How to cite this URL:
Pappachan M J. Increasing prevalence of lifestyle diseases: High time for action. Indian J Med Res [serial online] 2011 [cited 2014 Jul 28];134:143-5. Available from: http://www.ijmr.org.in/text.asp?2011/134/2/143/84724

Cardiovascular diseases (CVD) continue to be the major cause of mortality representing about 30 per cent of all deaths worldwide. Lifestyle diseases like hypertension, diabetes mellitus, dyslipidaemia and overweight/obesity are the major risk factors for the development of CVD. With rapid economic development and increasing westernization of lifestyle in the past few decades prevalence of these diseases has reached alarming proportions among Indians in the recent years.

There is a strong linear relationship between high blood pressure (BP) levels and the risk of CVD. Though the terminology "prehypertension" (systolic blood pressure 120-139 mm Hg and/ or diastolic blood pressure 80-89 mm Hg) is known for many years, its global awareness increased tremendously after the JNC (Joint National Committee on Prevention, Detection, Evaluation and Treatment of High Blood Pressure) - 7 report from the United States in 2003 [1] .

Individuals with prehypertension have two-fold higher risk of mortality associated with stroke and coronary artery disease when compared with normotensives (individuals with BP less than 120/80 mm Hg) [2] . In addition, prehypertensives are at higher risk of developing hypertension and CVD in their later lives. Without lifestyle or pharmacological intervention these individuals were found to have more than two times higher risk (prehypertensive vs. normotensives - 37 vs. 17%) of progression to overt hypertension within four years of diagnosis [3] .

Co-existent CVD risk factors like dyslipidaemia, raised blood sugar levels and higher body weight are common among prehypertensives. About 90 per cent of Americans with prehypertension had at least one CVD risk factor above optimal levels and 68 per cent had at least one significant clinical risk factor for heart disease or stroke [4] . Hence, individuals with prehypertension are expected to have higher cardiovascular mortality risk.

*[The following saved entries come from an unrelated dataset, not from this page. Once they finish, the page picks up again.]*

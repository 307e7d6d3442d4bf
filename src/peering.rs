//! Peer-list wire format shared by the operator and the managed server.
//!
//! The operator serializes a [`PeeringConfig`] into the `config.json` key of
//! each cohort's ConfigMap; every server in the cohort parses the same
//! document from its mounted copy.

use serde::{Deserialize, Serialize};

/// ConfigMap key carrying the serialized peer configuration.
pub const CONFIG_KEY: &str = "config.json";

/// Ping interval used by a server that starts without a configuration file.
pub const DEFAULT_PING_INTERVAL_MS: i64 = 60_000;

/// One peer address in the cohort.
#[derive(Clone, Debug, Deserialize, Serialize, PartialEq, Eq)]
pub struct PeerEndpoint {
    pub host: String,
    pub port: i32,
}

/// The `config.json` document: who to ping, and how often (milliseconds).
#[derive(Clone, Debug, Deserialize, Serialize, PartialEq, Eq)]
#[serde(rename_all = "camelCase")]
pub struct PeeringConfig {
    pub peers: Vec<PeerEndpoint>,
    pub ping_interval: i64,
}

impl Default for PeeringConfig {
    fn default() -> Self {
        Self {
            peers: Vec::new(),
            ping_interval: DEFAULT_PING_INTERVAL_MS,
        }
    }
}

/// Enumerate the stable DNS identities of a cohort, own ordinal included.
///
/// Hosts follow the StatefulSet ordinal scheme
/// `<name>-<i>.<name>-headless.<namespace>.svc.cluster.local`. Every member
/// pings itself along with its peers; the self-ping doubles as a local HTTP
/// liveness check.
pub fn peer_endpoints(name: &str, namespace: &str, replicas: i32, port: i32) -> Vec<PeerEndpoint> {
    (0..replicas.max(0))
        .map(|ordinal| PeerEndpoint {
            host: format!("{name}-{ordinal}.{name}-headless.{namespace}.svc.cluster.local"),
            port,
        })
        .collect()
}
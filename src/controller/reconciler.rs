//! Main reconciler for PeeringServer resources
//!
//! Implements the controller pattern using kube-rs runtime: a level-triggered
//! loop that converges the owned ConfigMap, headless Service, and StatefulSet
//! on every observed change, then publishes status back to the resource.

use std::sync::Arc;
use std::time::Duration;

use chrono::Utc;
use futures::StreamExt;
use k8s_openapi::api::apps::v1::StatefulSet;
use k8s_openapi::api::core::v1::{ConfigMap, Service};
use kube::{
    api::{Api, Patch, PatchParams},
    client::Client,
    runtime::{
        controller::{Action, Controller},
        watcher::Config,
    },
    ResourceExt,
};
use tracing::{debug, error, info, instrument, warn};

use crate::crd::{PeeringPhase, PeeringServer, PeeringServerStatus};
use crate::error::{Error, Result};

use super::resources;

/// Shared state for the controller
pub struct ControllerState {
    pub client: Client,
    /// Namespace whose PeeringServers this operator manages.
    pub namespace: String,
}

/// Main entry point to start the controller
pub async fn run_controller(state: Arc<ControllerState>) -> Result<()> {
    let client = state.client.clone();
    let namespace = state.namespace.clone();
    let servers: Api<PeeringServer> = Api::namespaced(client.clone(), &namespace);

    info!("Starting PeeringServer controller in namespace {namespace}");

    // Verify CRD exists
    match servers.list(&Default::default()).await {
        Ok(_) => info!("PeeringServer CRD is available"),
        Err(e) => {
            error!(
                "PeeringServer CRD not found. Please install the CRD first: {:?}",
                e
            );
            return Err(Error::ConfigError(
                "PeeringServer CRD not installed".to_string(),
            ));
        }
    }

    Controller::new(servers, Config::default())
        // Watch owned resources so external drift triggers a re-reconcile
        .owns::<ConfigMap>(
            Api::namespaced(client.clone(), &namespace),
            Config::default(),
        )
        .owns::<Service>(
            Api::namespaced(client.clone(), &namespace),
            Config::default(),
        )
        .owns::<StatefulSet>(
            Api::namespaced(client.clone(), &namespace),
            Config::default(),
        )
        .shutdown_on_signal()
        .run(reconcile, error_policy, state)
        .for_each(|res| async move {
            match res {
                Ok(obj) => info!("Reconciled: {:?}", obj),
                Err(e) => error!("Reconcile error: {:?}", e),
            }
        })
        .await;

    Ok(())
}

/// The main reconciliation function
///
/// Called whenever a PeeringServer is created or updated, an owned resource
/// changes, or the requeue timer expires. Deletion needs no handling here:
/// owner references make the API server garbage-collect all owned objects.
#[instrument(skip(ctx), fields(name = %obj.name_any(), namespace = obj.namespace()))]
async fn reconcile(obj: Arc<PeeringServer>, ctx: Arc<ControllerState>) -> Result<Action> {
    let client = &ctx.client;
    let namespace = obj.namespace().unwrap_or_else(|| "default".to_string());
    let name = obj.name_any();

    info!(
        "Reconciling PeeringServer {}/{} (replicas: {})",
        namespace, name, obj.spec.replicas
    );

    if let Err(reason) = obj.spec.validate() {
        warn!("Validation failed for {}/{}: {}", namespace, name, reason);
        // Surface the failure without touching any owned object.
        if let Err(patch_err) = patch_status(client, &obj, PeeringPhase::Failed, 0, 0).await {
            warn!(
                "Failed to patch status for {}/{}: {}",
                namespace, name, patch_err
            );
        }
        return Err(Error::ValidationError(reason));
    }

    match apply_owned_objects(client, &obj).await {
        Ok(()) => {
            let (replicas, ready_replicas) = observed_replicas(client, &obj).await;
            // Status is advisory; a failed patch never fails the reconcile.
            if let Err(patch_err) =
                patch_status(client, &obj, PeeringPhase::Running, replicas, ready_replicas).await
            {
                warn!(
                    "Failed to patch status for {}/{}: {}",
                    namespace, name, patch_err
                );
            }
            Ok(Action::requeue(Duration::from_secs(300)))
        }
        Err(err) if err.is_conflict() => {
            // A stale write; the next watch event carries the fresh object.
            debug!(
                "Conflict while updating {}/{}, deferring to the next event",
                namespace, name
            );
            Err(err)
        }
        Err(err) => {
            let (replicas, ready_replicas) = observed_replicas(client, &obj).await;
            if let Err(patch_err) =
                patch_status(client, &obj, PeeringPhase::Failed, replicas, ready_replicas).await
            {
                warn!(
                    "Failed to patch status for {}/{}: {}",
                    namespace, name, patch_err
                );
            }
            Err(err)
        }
    }
}

/// Converge the owned objects, strictly ConfigMap, then Service, then
/// StatefulSet: a pod that starts must find its config already mounted and
/// its DNS identity already resolvable.
async fn apply_owned_objects(client: &Client, ps: &PeeringServer) -> Result<()> {
    resources::ensure_config_map(client, ps).await?;
    resources::ensure_service(client, ps).await?;
    resources::ensure_statefulset(client, ps).await?;
    Ok(())
}

/// Fetch observed replica counts from the owned StatefulSet's status.
async fn observed_replicas(client: &Client, ps: &PeeringServer) -> (i32, i32) {
    let namespace = ps.namespace().unwrap_or_else(|| "default".to_string());
    let name = ps.name_any();
    let api: Api<StatefulSet> = Api::namespaced(client.clone(), &namespace);

    match api.get(&name).await {
        Ok(statefulset) => {
            let status = statefulset.status.unwrap_or_default();
            (status.replicas, status.ready_replicas.unwrap_or(0))
        }
        Err(kube::Error::Api(e)) if e.code == 404 => (0, 0),
        Err(e) => {
            warn!("Failed to get StatefulSet {}/{}: {:?}", namespace, name, e);
            (0, 0)
        }
    }
}

/// Update the status subresource of a PeeringServer
async fn patch_status(
    client: &Client,
    ps: &PeeringServer,
    phase: PeeringPhase,
    replicas: i32,
    ready_replicas: i32,
) -> Result<()> {
    let namespace = ps.namespace().unwrap_or_else(|| "default".to_string());
    let api: Api<PeeringServer> = Api::namespaced(client.clone(), &namespace);

    let status = PeeringServerStatus {
        replicas,
        ready_replicas,
        phase,
        last_updated: Some(Utc::now().to_rfc3339()),
    };

    let patch = serde_json::json!({ "status": status });
    api.patch_status(
        &ps.name_any(),
        &PatchParams::apply("peering-operator"),
        &Patch::Merge(&patch),
    )
    .await
    .map_err(Error::KubeError)?;

    Ok(())
}

/// Error policy determines how to handle reconciliation errors
fn error_policy(ps: Arc<PeeringServer>, error: &Error, _ctx: Arc<ControllerState>) -> Action {
    error!("Reconciliation error for {}: {:?}", ps.name_any(), error);

    // Retriable errors get a short retry; everything else (validation
    // included) waits for the next edit or the periodic requeue.
    let retry_duration = if error.is_retriable() {
        Duration::from_secs(15)
    } else {
        Duration::from_secs(300)
    };

    Action::requeue(retry_duration)
}
//! Kubernetes resource builders for PeeringServer
//!
//! This module creates and converges the three objects owned by every
//! PeeringServer: the peer-list ConfigMap, the headless Service, and the
//! StatefulSet running the managed servers.

use std::collections::BTreeMap;

use k8s_openapi::api::apps::v1::{StatefulSet, StatefulSetSpec};
use k8s_openapi::api::core::v1::{
    ConfigMap, ConfigMapVolumeSource, Container, ContainerPort, EnvVar, EnvVarSource,
    HTTPGetAction, ObjectFieldSelector, PodSpec, PodTemplateSpec, Probe,
    ResourceRequirements as K8sResources, Service, ServicePort, ServiceSpec, Volume, VolumeMount,
};
use k8s_openapi::apimachinery::pkg::api::resource::Quantity;
use k8s_openapi::apimachinery::pkg::apis::meta::v1::{LabelSelector, ObjectMeta, OwnerReference};
use k8s_openapi::apimachinery::pkg::util::intstr::IntOrString;
use kube::api::{Api, PostParams};
use kube::{Client, Resource, ResourceExt};
use tracing::{info, instrument, warn};

use crate::crd::PeeringServer;
use crate::error::{Error, Result};
use crate::peering::{self, PeeringConfig};

/// Mount point of the peer configuration inside every pod.
pub const CONFIG_MOUNT_PATH: &str = "/etc/peering";

/// Get the standard labels for a PeeringServer's owned objects
pub fn standard_labels(ps: &PeeringServer) -> BTreeMap<String, String> {
    let mut labels = BTreeMap::new();
    labels.insert("app".to_string(), ps.name_any());
    labels.insert("managed-by".to_string(), "peering-operator".to_string());
    labels
}

/// Pod-identity subset of the standard labels, used as the workload selector.
fn selector_labels(ps: &PeeringServer) -> BTreeMap<String, String> {
    BTreeMap::from([("app".to_string(), ps.name_any())])
}

/// Create an OwnerReference for garbage collection
pub fn owner_reference(ps: &PeeringServer) -> OwnerReference {
    OwnerReference {
        api_version: PeeringServer::api_version(&()).to_string(),
        kind: PeeringServer::kind(&()).to_string(),
        name: ps.name_any(),
        uid: ps.metadata.uid.clone().unwrap_or_default(),
        controller: Some(true),
        block_owner_deletion: Some(true),
    }
}

pub fn config_map_name(ps: &PeeringServer) -> String {
    format!("{}-config", ps.name_any())
}

pub fn headless_service_name(ps: &PeeringServer) -> String {
    format!("{}-headless", ps.name_any())
}

fn object_meta(ps: &PeeringServer, name: String) -> ObjectMeta {
    ObjectMeta {
        name: Some(name),
        namespace: ps.namespace(),
        labels: Some(standard_labels(ps)),
        owner_references: Some(vec![owner_reference(ps)]),
        ..Default::default()
    }
}

fn namespace_of(ps: &PeeringServer) -> String {
    ps.namespace().unwrap_or_else(|| "default".to_string())
}

// ============================================================================
// ConfigMap
// ============================================================================

/// The peer document a cohort should converge to.
pub fn desired_peer_config(ps: &PeeringServer) -> PeeringConfig {
    PeeringConfig {
        peers: peering::peer_endpoints(
            &ps.name_any(),
            &namespace_of(ps),
            ps.spec.replicas,
            ps.spec.port,
        ),
        ping_interval: ps.spec.ping_interval,
    }
}

pub fn build_config_map(ps: &PeeringServer) -> Result<ConfigMap> {
    let config = desired_peer_config(ps);

    let mut data = BTreeMap::new();
    data.insert(
        peering::CONFIG_KEY.to_string(),
        serde_json::to_string(&config)?,
    );

    Ok(ConfigMap {
        metadata: object_meta(ps, config_map_name(ps)),
        data: Some(data),
        ..Default::default()
    })
}

/// Ensure the peer-list ConfigMap matches the declared cohort.
///
/// `data` is overwritten wholesale; stray keys do not survive a reconcile.
#[instrument(skip(client, ps), fields(name = %ps.name_any(), namespace = ps.namespace()))]
pub async fn ensure_config_map(client: &Client, ps: &PeeringServer) -> Result<()> {
    let api: Api<ConfigMap> = Api::namespaced(client.clone(), &namespace_of(ps));
    let name = config_map_name(ps);

    let mut desired = build_config_map(ps)?;

    match api.get(&name).await {
        Ok(existing) => {
            desired.metadata.resource_version = existing.metadata.resource_version.clone();
            api.replace(&name, &PostParams::default(), &desired).await?;
            info!("Replaced ConfigMap {}", name);
        }
        Err(kube::Error::Api(e)) if e.code == 404 => {
            api.create(&PostParams::default(), &desired).await?;
            info!("Created ConfigMap {}", name);
        }
        Err(e) => return Err(Error::KubeError(e)),
    }

    Ok(())
}

// ============================================================================
// Headless Service
// ============================================================================

pub fn build_service(ps: &PeeringServer, existing: Option<&Service>) -> Service {
    let live_spec = existing.and_then(|svc| svc.spec.as_ref());

    Service {
        metadata: object_meta(ps, headless_service_name(ps)),
        spec: Some(ServiceSpec {
            // clusterIP is immutable once assigned; carry the live value
            // forward so a replace does not get rejected.
            cluster_ip: live_spec
                .and_then(|s| s.cluster_ip.clone())
                .or_else(|| Some("None".to_string())),
            cluster_ips: live_spec.and_then(|s| s.cluster_ips.clone()),
            selector: Some(selector_labels(ps)),
            ports: Some(vec![ServicePort {
                name: Some("http".to_string()),
                port: ps.spec.port,
                target_port: Some(IntOrString::String("http".to_string())),
                protocol: Some("TCP".to_string()),
                ..Default::default()
            }]),
            ..Default::default()
        }),
        status: None,
    }
}

/// Ensure the headless Service giving each pod its stable DNS identity.
#[instrument(skip(client, ps), fields(name = %ps.name_any(), namespace = ps.namespace()))]
pub async fn ensure_service(client: &Client, ps: &PeeringServer) -> Result<()> {
    let api: Api<Service> = Api::namespaced(client.clone(), &namespace_of(ps));
    let name = headless_service_name(ps);

    match api.get(&name).await {
        Ok(existing) => {
            let mut desired = build_service(ps, Some(&existing));
            desired.metadata.resource_version = existing.metadata.resource_version.clone();
            api.replace(&name, &PostParams::default(), &desired).await?;
            info!("Replaced Service {}", name);
        }
        Err(kube::Error::Api(e)) if e.code == 404 => {
            let desired = build_service(ps, None);
            api.create(&PostParams::default(), &desired).await?;
            info!("Created Service {}", name);
        }
        Err(e) => return Err(Error::KubeError(e)),
    }

    Ok(())
}

// ============================================================================
// StatefulSet
// ============================================================================

pub fn build_statefulset(ps: &PeeringServer, existing: Option<&StatefulSet>) -> StatefulSet {
    let labels = standard_labels(ps);
    let name = ps.name_any();
    let live_spec = existing.and_then(|sts| sts.spec.as_ref());

    // selector and serviceName are immutable after creation; keep the live
    // values and only warn when the desired state has drifted from them.
    let fresh_selector = LabelSelector {
        match_labels: Some(selector_labels(ps)),
        ..Default::default()
    };
    let selector = live_spec
        .map(|s| s.selector.clone())
        .unwrap_or_else(|| fresh_selector.clone());
    if selector != fresh_selector {
        warn!(
            "StatefulSet {} selector {:?} is immutable and differs from the desired {:?}",
            name, selector, fresh_selector
        );
    }
    let service_name = live_spec
        .map(|s| s.service_name.clone())
        .unwrap_or_else(|| headless_service_name(ps));
    if service_name != headless_service_name(ps) {
        warn!(
            "StatefulSet {} serviceName {} is immutable and differs from the desired {}",
            name,
            service_name,
            headless_service_name(ps)
        );
    }

    StatefulSet {
        metadata: object_meta(ps, name),
        spec: Some(StatefulSetSpec {
            replicas: Some(ps.spec.replicas),
            selector,
            service_name,
            template: build_pod_template(ps, &labels),
            ..Default::default()
        }),
        status: None,
    }
}

/// Ensure the StatefulSet running the cohort.
///
/// Scaling only rewrites `spec.replicas`; running pods learn about the new
/// cohort through the republished ConfigMap, never through a rollout.
#[instrument(skip(client, ps), fields(name = %ps.name_any(), namespace = ps.namespace()))]
pub async fn ensure_statefulset(client: &Client, ps: &PeeringServer) -> Result<()> {
    let api: Api<StatefulSet> = Api::namespaced(client.clone(), &namespace_of(ps));
    let name = ps.name_any();

    match api.get(&name).await {
        Ok(existing) => {
            let mut desired = build_statefulset(ps, Some(&existing));
            desired.metadata.resource_version = existing.metadata.resource_version.clone();
            api.replace(&name, &PostParams::default(), &desired).await?;
            info!("Replaced StatefulSet {}", name);
        }
        Err(kube::Error::Api(e)) if e.code == 404 => {
            let desired = build_statefulset(ps, None);
            api.create(&PostParams::default(), &desired).await?;
            info!("Created StatefulSet {}", name);
        }
        Err(e) => return Err(Error::KubeError(e)),
    }

    Ok(())
}

// ============================================================================
// Pod Template Builder
// ============================================================================

fn build_pod_template(ps: &PeeringServer, labels: &BTreeMap<String, String>) -> PodTemplateSpec {
    PodTemplateSpec {
        metadata: Some(ObjectMeta {
            labels: Some(labels.clone()),
            ..Default::default()
        }),
        spec: Some(PodSpec {
            containers: vec![build_container(ps)],
            volumes: Some(vec![Volume {
                name: "config".to_string(),
                config_map: Some(ConfigMapVolumeSource {
                    name: config_map_name(ps),
                    ..Default::default()
                }),
                ..Default::default()
            }]),
            ..Default::default()
        }),
    }
}

fn build_container(ps: &PeeringServer) -> Container {
    let mut requests = BTreeMap::new();
    requests.insert(
        "cpu".to_string(),
        Quantity(ps.spec.resources.requests.cpu.clone()),
    );
    requests.insert(
        "memory".to_string(),
        Quantity(ps.spec.resources.requests.memory.clone()),
    );

    let mut limits = BTreeMap::new();
    limits.insert(
        "cpu".to_string(),
        Quantity(ps.spec.resources.limits.cpu.clone()),
    );
    limits.insert(
        "memory".to_string(),
        Quantity(ps.spec.resources.limits.memory.clone()),
    );

    let env_vars = vec![
        EnvVar {
            name: "PORT".to_string(),
            value: Some(ps.spec.port.to_string()),
            ..Default::default()
        },
        EnvVar {
            name: "CONFIG_PATH".to_string(),
            value: Some(format!("{CONFIG_MOUNT_PATH}/{}", peering::CONFIG_KEY)),
            ..Default::default()
        },
        EnvVar {
            name: "POD_NAME".to_string(),
            value: None,
            value_from: Some(EnvVarSource {
                field_ref: Some(ObjectFieldSelector {
                    field_path: "metadata.name".to_string(),
                    ..Default::default()
                }),
                ..Default::default()
            }),
        },
    ];

    let health_probe = |initial_delay_seconds: i32, period_seconds: i32| Probe {
        http_get: Some(HTTPGetAction {
            path: Some("/health".to_string()),
            port: IntOrString::String("http".to_string()),
            ..Default::default()
        }),
        initial_delay_seconds: Some(initial_delay_seconds),
        period_seconds: Some(period_seconds),
        ..Default::default()
    };

    Container {
        name: "peering-server".to_string(),
        image: Some(ps.spec.image.clone()),
        ports: Some(vec![ContainerPort {
            name: Some("http".to_string()),
            container_port: ps.spec.port,
            protocol: Some("TCP".to_string()),
            ..Default::default()
        }]),
        env: Some(env_vars),
        resources: Some(K8sResources {
            requests: Some(requests),
            limits: Some(limits),
            claims: None,
        }),
        volume_mounts: Some(vec![VolumeMount {
            name: "config".to_string(),
            mount_path: CONFIG_MOUNT_PATH.to_string(),
            read_only: Some(true),
            ..Default::default()
        }]),
        liveness_probe: Some(health_probe(5, 10)),
        readiness_probe: Some(health_probe(3, 5)),
        ..Default::default()
    }
}
//! Axum HTTP surface of the managed server.
//!
//! Plain-text `/health` and `/ping` for probes and peers, JSON `/config` for
//! debugging what a pod currently believes its cohort looks like.

use std::sync::Arc;

use axum::extract::State;
use axum::{routing::get, Json, Router};
use serde::Serialize;
use tokio::sync::watch;
use tower_http::trace::TraceLayer;

use crate::peering::PeeringConfig;

/// Shared state for the HTTP handlers.
pub struct ServerState {
    pub server_name: String,
    /// Read side of the live configuration; replaced atomically on reload.
    pub config: watch::Receiver<Arc<PeeringConfig>>,
}

pub fn router(state: Arc<ServerState>) -> Router {
    Router::new()
        .route("/health", get(health))
        .route("/ping", get(ping))
        .route("/config", get(current_config))
        .layer(TraceLayer::new_for_http())
        .with_state(state)
}

async fn health() -> &'static str {
    "ok"
}

async fn ping() -> &'static str {
    "pong"
}

#[derive(Serialize)]
#[serde(rename_all = "camelCase")]
struct ConfigResponse {
    server_name: String,
    config: PeeringConfig,
}

async fn current_config(State(state): State<Arc<ServerState>>) -> Json<ConfigResponse> {
    let config = state.config.borrow().as_ref().clone();
    Json(ConfigResponse {
        server_name: state.server_name.clone(),
        config,
    })
}

#[cfg(test)]
mod tests {
    use super::*;
    use crate::peering::{PeerEndpoint, PeeringConfig};

    async fn serve(state: Arc<ServerState>) -> String {
        let listener = tokio::net::TcpListener::bind("127.0.0.1:0").await.unwrap();
        let addr = listener.local_addr().unwrap();
        tokio::spawn(async move {
            axum::serve(listener, router(state)).await.unwrap();
        });
        format!("http://{addr}")
    }

    fn test_state(config: PeeringConfig) -> Arc<ServerState> {
        let (_tx, rx) = watch::channel(Arc::new(config));
        Arc::new(ServerState {
            server_name: "peering-0".to_string(),
            config: rx,
        })
    }

    #[tokio::test]
    async fn health_and_ping_answer_plain_text() {
        let base = serve(test_state(PeeringConfig::default())).await;

        let health = reqwest::get(format!("{base}/health")).await.unwrap();
        assert_eq!(health.status(), 200);
        assert_eq!(health.text().await.unwrap(), "ok");

        let ping = reqwest::get(format!("{base}/ping")).await.unwrap();
        assert_eq!(ping.status(), 200);
        assert_eq!(ping.text().await.unwrap(), "pong");
    }

    #[tokio::test]
    async fn config_reports_server_name_and_live_peers() {
        let config = PeeringConfig {
            peers: vec![PeerEndpoint {
                host: "peer-1.cohort-headless.default.svc.cluster.local".to_string(),
                port: 8080,
            }],
            ping_interval: 15_000,
        };
        let base = serve(test_state(config)).await;

        let body: serde_json::Value = reqwest::get(format!("{base}/config"))
            .await
            .unwrap()
            .json()
            .await
            .unwrap();

        assert_eq!(body["serverName"], "peering-0");
        assert_eq!(body["config"]["pingInterval"], 15_000);
        assert_eq!(
            body["config"]["peers"][0]["host"],
            "peer-1.cohort-headless.default.svc.cluster.local"
        );
    }
}
//! Custom Resource Definitions for the peering operator.

mod peering_server;
pub mod types;


pub use peering_server::{PeeringPhase, PeeringServer, PeeringServerSpec, PeeringServerStatus};
pub use types::*;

Many studies from different Indian States showed that the prevalence of prehypertension in the country is about 40-50 per cent; a prevalence much higher than that in the West. Most of these studies were population-based surveys that would be expected to include at risk individuals (e.g., elderly individuals) and those with other illnesses (that might be associated with high blood pressure). There have not been any published Indian data on prevalence of the disease in an apparently healthy, relatively young adult population. A study by Ray et al[5] in this issue addresses this deficiency and provides valuable insights on the burden of prehypertension and related co-morbidities among Indian military personnel.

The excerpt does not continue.